Há sempre uma situação, por um
lado, estranha porque de repente estamos ali outra vez todos
juntos. Mas, estes anos depois mostraram que o material que fizemos
naquela altura é um material muito novo. Sentimos todos que aquelas
canções e aqueles arranjos podiam ser tocados como nós os tocávamos
na altura. O que aconteceu foi uma espécie de viagem ao passado,
tentar reconstituir tudo exactamente ao pormenor. Tentamos
reconstruir como se fosse um puzzle, com as peças espalhadas em
várias caixas e juntamos tudo. Esse lado tem algo de nostálgico,
porque passaram esses anos todos, mas não foi assim que nós vimos
aquilo, foi mais uma celebração maravilhosa de quem está vivo
ainda.
Dos 15 anos de carreira dos
Trovante quais são as melhores memórias que guarda?
São tantas. Os primeiros
espectáculos dos Trovante foram fantásticos. Estávamos a começar,
subíamos ao palco brancos, como a cal, de medo e de pavor mas
depois deu-se uma evolução e o prazer de iniciar uma profissão
nova. Foi nos Trovante que nos tornamos profissionais e de certa
maneira acompanhamos o evoluir do país. O país a ficar mais
abastecido de meios e mais forte.
A edição do recente disco
pode dizer-se que foi uma prenda perfeita para o 35º aniversário de
carreira?
Prefiro pegar numa boa memória,
como foi o caso. Eu e o Luís temos muita coisa a ver um com o
outro, a todos os níveis. Somos velhos amigos, nunca deixamos de
nos ver, aqui e acolá subir ao palco um do outro. Lembro-me
perfeitamente de um espectáculo que o Luís estava a fazer no Casino
do Estoril, eu estava na assistência, e lá subi ao palco e fizemos
45 minutos os dois, só com duas violas. Foi inacreditável.

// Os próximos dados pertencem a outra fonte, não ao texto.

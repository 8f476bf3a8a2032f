use assert_cmd::Command;
use predicates::prelude::*;

#[test]
fn version_flag_prints_version_and_exits_zero() {
    Command::cargo_bin("csv2json")
        .unwrap()
        .arg("--version")
        .assert()
        .success()
        .stdout(predicate::str::contains("csv2json v"));
}

#[test]
fn single_dash_version_flag_is_recognized() {
    Command::cargo_bin("csv2json")
        .unwrap()
        .arg("-version")
        .assert()
        .success()
        .stdout(predicate::str::contains("csv2json v"));
}

#[test]
fn single_dash_help_flag_is_recognized() {
    Command::cargo_bin("csv2json")
        .unwrap()
        .arg("-help")
        .assert()
        .success()
        .stdout(predicate::str::contains("USAGE"));
}
//! Strict CSV parsing — spec.md §4.1.
//!
//! The parser never coerces, infers, or repairs. A structurally invalid file
//! fails the whole file; there is no partial/poisoned-row output.

use std::io::{Cursor, Read};
use std::path::Path;

use crate::error::{ParseError, ParseResult};

const VALIDATION_PREFIX_BYTES: usize = 4096;

/// Headers and rows in on-disk order. `rows[i][j]` is the value for
/// `headers[j]` in the i-th data row.
#[derive(Debug, Clone, PartialEq, Eq)]
pub struct ParsedFile {
    pub headers: Vec<String>,
    pub rows: Vec<Vec<String>>,
}

impl ParsedFile {
    pub fn row_count(&self) -> usize {
        self.rows.len()
    }
}

/// spec.md §4.1 calls for leading-whitespace trimming only; the `csv` crate
/// has no leading-only trim mode, so each field is trimmed manually here
/// after reading rather than via `csv::Trim::Fields` (which would also trim
/// trailing whitespace and alter the raw cell text spec.md §3 preserves).
fn trim_leading(field: &str) -> String {
    field.trim_start().to_string()
}

fn strip_bom(bytes: &[u8]) -> &[u8] {
    if let Some(rest) = bytes.strip_prefix(&[0xEF, 0xBB, 0xBF]) {
        rest
    } else {
        bytes
    }
}

fn read_file(path: &Path) -> ParseResult<Vec<u8>> {
    std::fs::read(path).map_err(|source| ParseError::Read {
        path: path.display().to_string(),
        source,
    })
}

/// 4 KiB pre-pass: reject files that don't contain the configured delimiter
/// byte anywhere in their first 4 KiB. Catches binary files and
/// wrong-delimiter inputs before the full parse runs.
pub fn validate(path: &Path, delimiter: u8) -> ParseResult<()> {
    let file = std::fs::File::open(path).map_err(|source| ParseError::Open {
        path: path.display().to_string(),
        source,
    })?;
    let mut prefix = vec![0u8; VALIDATION_PREFIX_BYTES];
    let mut reader = file.take(VALIDATION_PREFIX_BYTES as u64);
    let n = reader.read(&mut prefix).map_err(|source| ParseError::Read {
        path: path.display().to_string(),
        source,
    })?;
    let prefix = strip_bom(&prefix[..n]);
    if !prefix.contains(&delimiter) {
        return Err(ParseError::structural("missing delimiter"));
    }
    Ok(())
}

/// Parse `path` into an ordered `(headers, rows)` structure.
///
/// `has_header = false` synthesizes `col_0..col_{N-1}` from the arity of the
/// first record, which is itself kept as a data row.
pub fn parse_ordered(
    path: &Path,
    delimiter: u8,
    quote: u8,
    has_header: bool,
) -> ParseResult<ParsedFile> {
    let bytes = read_file(path)?;
    let bytes = strip_bom(&bytes);

    let mut reader = csv::ReaderBuilder::new()
        .delimiter(delimiter)
        .quote(quote)
        .flexible(true)
        .has_headers(false)
        .from_reader(Cursor::new(bytes));

    let mut records = reader.records();

    let (headers, first_data_row) = if has_header {
        let header_record = match records.next() {
            Some(result) => result.map_err(|e| ParseError::structural(e.to_string()))?,
            None => return Err(ParseError::structural("no data rows")),
        };
        let headers: Vec<String> = header_record.iter().map(trim_leading).collect();
        (headers, None)
    } else {
        let first = match records.next() {
            Some(result) => result.map_err(|e| ParseError::structural(e.to_string()))?,
            None => return Err(ParseError::structural("no data rows")),
        };
        let arity = first.len();
        let headers: Vec<String> = (0..arity).map(|i| format!("col_{i}")).collect();
        let row: Vec<String> = first.iter().map(trim_leading).collect();
        (headers, Some(row))
    };

    let mut rows = Vec::new();
    if let Some(row) = first_data_row {
        rows.push(row);
    }

    let mut row_number = rows.len();
    for result in records {
        row_number += 1;
        let record = result.map_err(|e| ParseError::structural(e.to_string()))?;
        if record.len() != headers.len() {
            return Err(ParseError::structural(format!(
                "row {} has {} columns, expected {}",
                row_number,
                record.len(),
                headers.len()
            )));
        }
        rows.push(record.iter().map(trim_leading).collect());
    }

    if rows.is_empty() {
        return Err(ParseError::structural("no data rows"));
    }

    Ok(ParsedFile { headers, rows })
}
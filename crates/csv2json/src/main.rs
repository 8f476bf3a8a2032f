//! csv2json: watches one or more route directories, parses CSV drops
//! strictly, converts to order-preserving JSON, stamps a provenance
//! envelope, delivers to a file and/or AMQP sink, and archives every input
//! into exactly one of `processed`/`ignored`/`failed`. See `SPEC_FULL.md`.

use std::sync::atomic::{AtomicBool, Ordering};
use std::sync::Arc;
use std::time::Duration;

use anyhow::Result;
use clap::Parser;
use tracing::{error, info, warn};

use cf_logging::LogConfig;
use cf_supervisor::Supervisor;

const SHUTDOWN_TIMEOUT_SECS: u64 = 10;

/// File-drop CSV-to-JSON ingestion engine. Configuration is read entirely
/// from the environment (and an optional `.env` file); there is no
/// subcommand surface — running the binary starts the supervised engine.
#[derive(Parser, Debug)]
#[command(
    name = "csv2json",
    about = "File-drop CSV-to-JSON ingestion engine",
    disable_version_flag = true
)]
struct Cli {
    /// Print version information and exit.
    #[arg(long = "version", short = 'V')]
    version: bool,
}

fn version_string() -> String {
    format!(
        "csv2json v{} (commit: {}) (built: {})",
        env!("CARGO_PKG_VERSION"),
        env!("CSV2JSON_BUILD_COMMIT"),
        env!("CSV2JSON_BUILD_TIMESTAMP"),
    )
}

/// clap only recognizes double-dash long flags; spec.md's `-version`/`-help`
/// (single-dash, Go-style) are scanned for manually before clap ever parses
/// `std::env::args()`.
fn handle_single_dash_flags() {
    let mut args = std::env::args().skip(1);
    if let Some(first) = args.next() {
        match first.as_str() {
            "-version" => {
                println!("{}", version_string());
                std::process::exit(0);
            }
            "-help" => {
                println!("csv2json — file-drop CSV-to-JSON ingestion engine");
                println!();
                println!("USAGE:\n    csv2json [OPTIONS]");
                println!();
                println!("OPTIONS:");
                println!("    -V, --version    Print version information and exit");
                println!("    -h, --help       Print help information and exit");
                std::process::exit(0);
            }
            _ => {}
        }
    }
}

fn main() -> Result<()> {
    handle_single_dash_flags();

    let cli = Cli::parse();
    if cli.version {
        println!("{}", version_string());
        return Ok(());
    }

    // Optional `.env` file in the working directory; a missing file is not
    // an error (spec.md §6's three-tier precedence).
    let _ = dotenvy::dotenv();

    cf_logging::init_logging(LogConfig::from_env())?;

    let (routes, multi_route_mode) = match cf_supervisor::load_config() {
        Ok(loaded) => loaded,
        Err(err) => {
            error!(error = %err, "failed to load route configuration");
            std::process::exit(1);
        }
    };

    if routes.is_empty() {
        warn!("no routes configured; exiting");
        return Ok(());
    }

    let runtime = tokio::runtime::Builder::new_multi_thread()
        .enable_all()
        .build()?;

    runtime.block_on(run(routes, multi_route_mode))
}

async fn run(routes: Vec<cf_protocol::RouteConfig>, multi_route_mode: bool) -> Result<()> {
    info!(
        version = env!("CARGO_PKG_VERSION"),
        routes = routes.len(),
        multi_route_mode,
        "starting csv2json"
    );

    let supervisor = Supervisor::start(routes, env!("CARGO_PKG_VERSION"), multi_route_mode).await;
    if supervisor.active_route_count() == 0 {
        error!("no routes started successfully; exiting");
        std::process::exit(1);
    }
    info!(active_routes = supervisor.active_route_count(), "engine running");

    let shutdown_flag = Arc::new(AtomicBool::new(false));

    #[cfg(unix)]
    {
        let shutdown_flag_handler = shutdown_flag.clone();
        use signal_hook::consts::{SIGINT, SIGTERM};
        use signal_hook::iterator::Signals;

        let mut signals = Signals::new([SIGINT, SIGTERM])?;
        std::thread::spawn(move || {
            if let Some(sig) = signals.forever().next() {
                info!(signal = sig, "received signal, initiating shutdown");
                shutdown_flag_handler.store(true, Ordering::SeqCst);
            }
        });
    }

    #[cfg(windows)]
    {
        let shutdown_flag_handler = shutdown_flag.clone();
        ctrlc::set_handler(move || {
            info!("received Ctrl+C, initiating shutdown");
            shutdown_flag_handler.store(true, Ordering::SeqCst);
        })?;
    }

    while !shutdown_flag.load(Ordering::SeqCst) {
        tokio::time::sleep(Duration::from_millis(100)).await;
    }

    info!(timeout_secs = SHUTDOWN_TIMEOUT_SECS, "initiating graceful shutdown");
    supervisor
        .shutdown(Duration::from_secs(SHUTDOWN_TIMEOUT_SECS))
        .await;
    info!("shutdown complete");

    Ok(())
}
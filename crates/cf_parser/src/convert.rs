//! Ordered-map JSON conversion — spec.md §4.2.
//!
//! Every cell serializes as a JSON string; no numeric, boolean, or null
//! coercion. Keys follow header order, not a map's natural iteration order.

use std::collections::HashMap;

use serde_json::{Map, Value};

use crate::parser::ParsedFile;

/// Serialize `(headers, rows)` to a top-level JSON array of objects, one per
/// row, with keys in header order.
pub fn to_json_value(parsed: &ParsedFile) -> Value {
    let records: Vec<Value> = parsed
        .rows
        .iter()
        .map(|row| {
            let mut obj = Map::with_capacity(parsed.headers.len());
            for (key, value) in parsed.headers.iter().zip(row.iter()) {
                obj.insert(key.clone(), Value::String(value.clone()));
            }
            Value::Object(obj)
        })
        .collect();
    Value::Array(records)
}

/// Serialize `(headers, rows)` to a JSON byte sequence.
pub fn to_json_bytes(parsed: &ParsedFile) -> serde_json::Result<Vec<u8>> {
    serde_json::to_vec(&to_json_value(parsed))
}

/// Legacy entry point for callers that never passed through the ordered
/// parser and only have a plain key→value row set. Key order is whatever the
/// caller's map iteration yields — the ordered entry point above is
/// preferred.
pub fn convert_unordered(rows: &[HashMap<String, String>]) -> Value {
    let records: Vec<Value> = rows
        .iter()
        .map(|row| {
            let mut obj = Map::with_capacity(row.len());
            for (key, value) in row {
                obj.insert(key.clone(), Value::String(value.clone()));
            }
            Value::Object(obj)
        })
        .collect();
    Value::Array(records)
}

#[cfg(test)]
mod tests {
    use super::*;

    #[test]
    fn header_order_is_preserved_in_output_keys() {
        let parsed = ParsedFile {
            headers: vec!["price".to_string(), "id".to_string(), "name".to_string()],
            rows: vec![vec!["9.99".to_string(), "1".to_string(), "Widget".to_string()]],
        };
        let value = to_json_value(&parsed);
        let bytes = serde_json::to_vec(&value).unwrap();
        let text = String::from_utf8(bytes).unwrap();
        let price_pos = text.find("price").unwrap();
        let id_pos = text.find("\"id\"").unwrap();
        let name_pos = text.find("name").unwrap();
        assert!(price_pos < id_pos);
        assert!(id_pos < name_pos);
    }

    #[test]
    fn empty_cell_serializes_as_empty_string_never_null() {
        let parsed = ParsedFile {
            headers: vec!["a".to_string(), "b".to_string()],
            rows: vec![vec!["".to_string(), "x".to_string()]],
        };
        let value = to_json_value(&parsed);
        assert_eq!(value[0]["a"], Value::String(String::new()));
        assert_ne!(value[0]["a"], Value::Null);
    }

    #[test]
    fn row_order_matches_on_disk_order() {
        let parsed = ParsedFile {
            headers: vec!["n".to_string()],
            rows: vec![vec!["1".to_string()], vec!["2".to_string()], vec!["3".to_string()]],
        };
        let value = to_json_value(&parsed);
        assert_eq!(value[0]["n"], Value::String("1".to_string()));
        assert_eq!(value[1]["n"], Value::String("2".to_string()));
        assert_eq!(value[2]["n"], Value::String("3".to_string()));
    }
}
//! Supervisor — spec.md §4.10.
//!
//! Loads route configuration, validates each route, constructs one
//! `RouteProcessor` per route, starts every route concurrently, and
//! coordinates cooperative shutdown. A route that fails validation or
//! construction is logged and skipped; it never stops other routes from
//! starting.

use std::time::Duration;

use cf_protocol::{load_routes_file, legacy_route_from_env, ConfigResult, RouteConfig};
use cf_route::RouteProcessor;
use tokio::sync::watch;
use tokio::task::JoinHandle;
use tracing::{error, info, warn};

/// Resolve route configuration per spec.md §6: `ROUTES_CONFIG` switches to
/// multi-route mode; otherwise a single legacy route is synthesized from
/// the flat environment variables. The returned `bool` is multi-route mode,
/// which `cf_route`'s envelope/legacy-shape decision (Open Question 1)
/// depends on.
pub fn load_config() -> ConfigResult<(Vec<RouteConfig>, bool)> {
    match std::env::var("ROUTES_CONFIG") {
        Ok(path) => {
            let routes = load_routes_file(std::path::Path::new(&path))?;
            Ok((routes, true))
        }
        Err(_) => {
            let route = legacy_route_from_env()?;
            Ok((vec![route], false))
        }
    }
}

struct RouteHandle {
    name: String,
    stop_tx: watch::Sender<bool>,
    join: JoinHandle<()>,
}

/// Owns the set of running route processors. Route configurations are
/// read-only and owned for the lifetime of their processor; there is no
/// shared, mutable state between routes beyond the process-wide log sink.
pub struct Supervisor {
    handles: Vec<RouteHandle>,
}

impl Supervisor {
    /// Validate and start one `RouteProcessor` task per route. Returns
    /// immediately once every route has either started or been skipped —
    /// it does not wait for any route to finish.
    pub async fn start(routes: Vec<RouteConfig>, service_version: &str, multi_route_mode: bool) -> Self {
        let mut handles = Vec::with_capacity(routes.len());

        for route in routes {
            let name = route.name.clone();
            if let Err(err) = route.validate() {
                error!(route = %name, error = %err, "route failed validation, skipping");
                continue;
            }

            match RouteProcessor::build(route, service_version.to_string(), multi_route_mode).await {
                Ok(processor) => {
                    let (stop_tx, stop_rx) = watch::channel(false);
                    let join = tokio::spawn(processor.run(stop_rx));
                    info!(route = %name, "route started");
                    handles.push(RouteHandle { name, stop_tx, join });
                }
                Err(err) => {
                    error!(route = %name, error = %err, "route failed to start, skipping");
                }
            }
        }

        Self { handles }
    }

    /// Number of routes currently running (started successfully).
    pub fn active_route_count(&self) -> usize {
        self.handles.len()
    }

    /// Stop every route's detector, then let each route's task drain and
    /// close its sink, bounded by `timeout`. Mirrors the teacher's
    /// bounded-wait-then-proceed shutdown (`casparian::main::run_unified`):
    /// a hung broker publish cannot block process exit forever.
    pub async fn shutdown(self, timeout: Duration) {
        for handle in &self.handles {
            let _ = handle.stop_tx.send(true);
        }

        let drain = async {
            for handle in self.handles {
                match handle.join.await {
                    Ok(()) => info!(route = %handle.name, "route drained"),
                    Err(err) => warn!(route = %handle.name, error = %err, "route task panicked during shutdown"),
                }
            }
        };

        if tokio::time::timeout(timeout, drain).await.is_err() {
            warn!("shutdown timeout exceeded; some routes may not have drained");
        }
    }
}

#[cfg(test)]
mod tests {
    use super::*;
    use cf_protocol::{ArchiveConfig, InputConfig, OutputConfig, OutputType, ParsingConfig, WatchMode};

    fn route_with_bad_input_path() -> RouteConfig {
        RouteConfig {
            name: "broken".to_string(),
            ingestion_contract: None,
            input: InputConfig {
                path: "/nonexistent/definitely-missing".to_string(),
                watch_mode: WatchMode::Poll,
                poll_interval_seconds: 5,
                hybrid_poll_interval_seconds: 60,
                filename_pattern: ".*".to_string(),
                suffix_filter: vec![],
                max_files_per_poll: 0,
                readiness_interval_ms: 2000,
            },
            parsing: ParsingConfig::default(),
            output: OutputConfig {
                output_type: OutputType::File,
                destination: "/tmp/wherever".to_string(),
                include_envelope: true,
                queue_type: None,
                broker_uri: None,
                log_queue_messages: false,
            },
            archive: ArchiveConfig {
                processed_path: "/tmp/processed".to_string(),
                failed_path: "/tmp/failed".to_string(),
                ignored_path: None,
                timestamp_naming: false,
            },
        }
    }

    #[tokio::test]
    async fn invalid_route_is_skipped_not_fatal() {
        let supervisor = Supervisor::start(vec![route_with_bad_input_path()], "1.0.0", true).await;
        assert_eq!(supervisor.active_route_count(), 0);
        supervisor.shutdown(Duration::from_secs(1)).await;
    }

    #[tokio::test]
    async fn valid_route_starts_and_drains_on_shutdown() {
        let dir = tempfile::tempdir().unwrap();
        let input_dir = dir.path().join("in");
        std::fs::create_dir_all(&input_dir).unwrap();

        let mut route = route_with_bad_input_path();
        route.name = "ok".to_string();
        route.input.path = input_dir.to_string_lossy().to_string();
        route.archive.processed_path = dir.path().join("processed").to_string_lossy().to_string();
        route.archive.failed_path = dir.path().join("failed").to_string_lossy().to_string();
        route.output.destination = dir.path().join("out").to_string_lossy().to_string();

        let supervisor = Supervisor::start(vec![route], "1.0.0", true).await;
        assert_eq!(supervisor.active_route_count(), 1);
        supervisor.shutdown(Duration::from_secs(2)).await;
    }
}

Quando nos foi lançado este desafio
sabíamos que havia um território muito grande onde poderíamos
passar. Há um conjunto de canções na música portuguesa que na voz
do Luís voa mais alto. É também uma maneira de lhe retribuir, as
minhas canções, no início, se não tivessem tido aquela voz, não
teriam ido tão longe. Devo isso ao Luís, e o Luís, provavelmente,
também me deverá qualquer coisa (Risos). Quem ouvir este disco todo
vai sentir uma cumplicidade muito grande. Vai sentir "estes dois
entendem-se". Somos uma equipa que adquiriu automatismos muito
fortes e já joga de olhos fechados, quando chegam bolas, já sei por
onde o Luís se vai desmarcar.
Existe muita cumplicidade
entre os dois...
Há uma infância musical que nos
marcou bastante. Partilho aqui, com os nossos leitores, quando
estávamos a fazer a 125 Azul. Estávamos na praia, na Costa da
Caparica, a falar da placa, da campa do James Dean, que diz: «Deus
tem os que mais ama». Lembro-me de partilhar com o Luís e dele
começar a falar do ponto preto e da sensação de felicidade e de
fuga para a frente e de ver o alcatrão e das ondas de calor e
aquilo bateu-nos tão forte que saímos dali, e de repente estávamos
no estúdio, ainda cheios de areia, a gravar 125 Azul. Quem faz isto
consegue dominar o mecanismo de construir qualquer coisa a partir
de uma folha em branco. Isto chama-se fazer uma parceria e este
disco reflecte isso mesmo. O trabalho de dois, ainda, putos, que
conseguem o talento de fazer qualquer coisa a partir do zero.
Esse talento continua
activo e a prova é esse primeiro single o Sisudo
Amável?
É uma canção que partilhamos, os
homens, com as mulheres do país, que achamos que se devem entregar
mais e deixar cair as máscaras e viverem mais intensamente.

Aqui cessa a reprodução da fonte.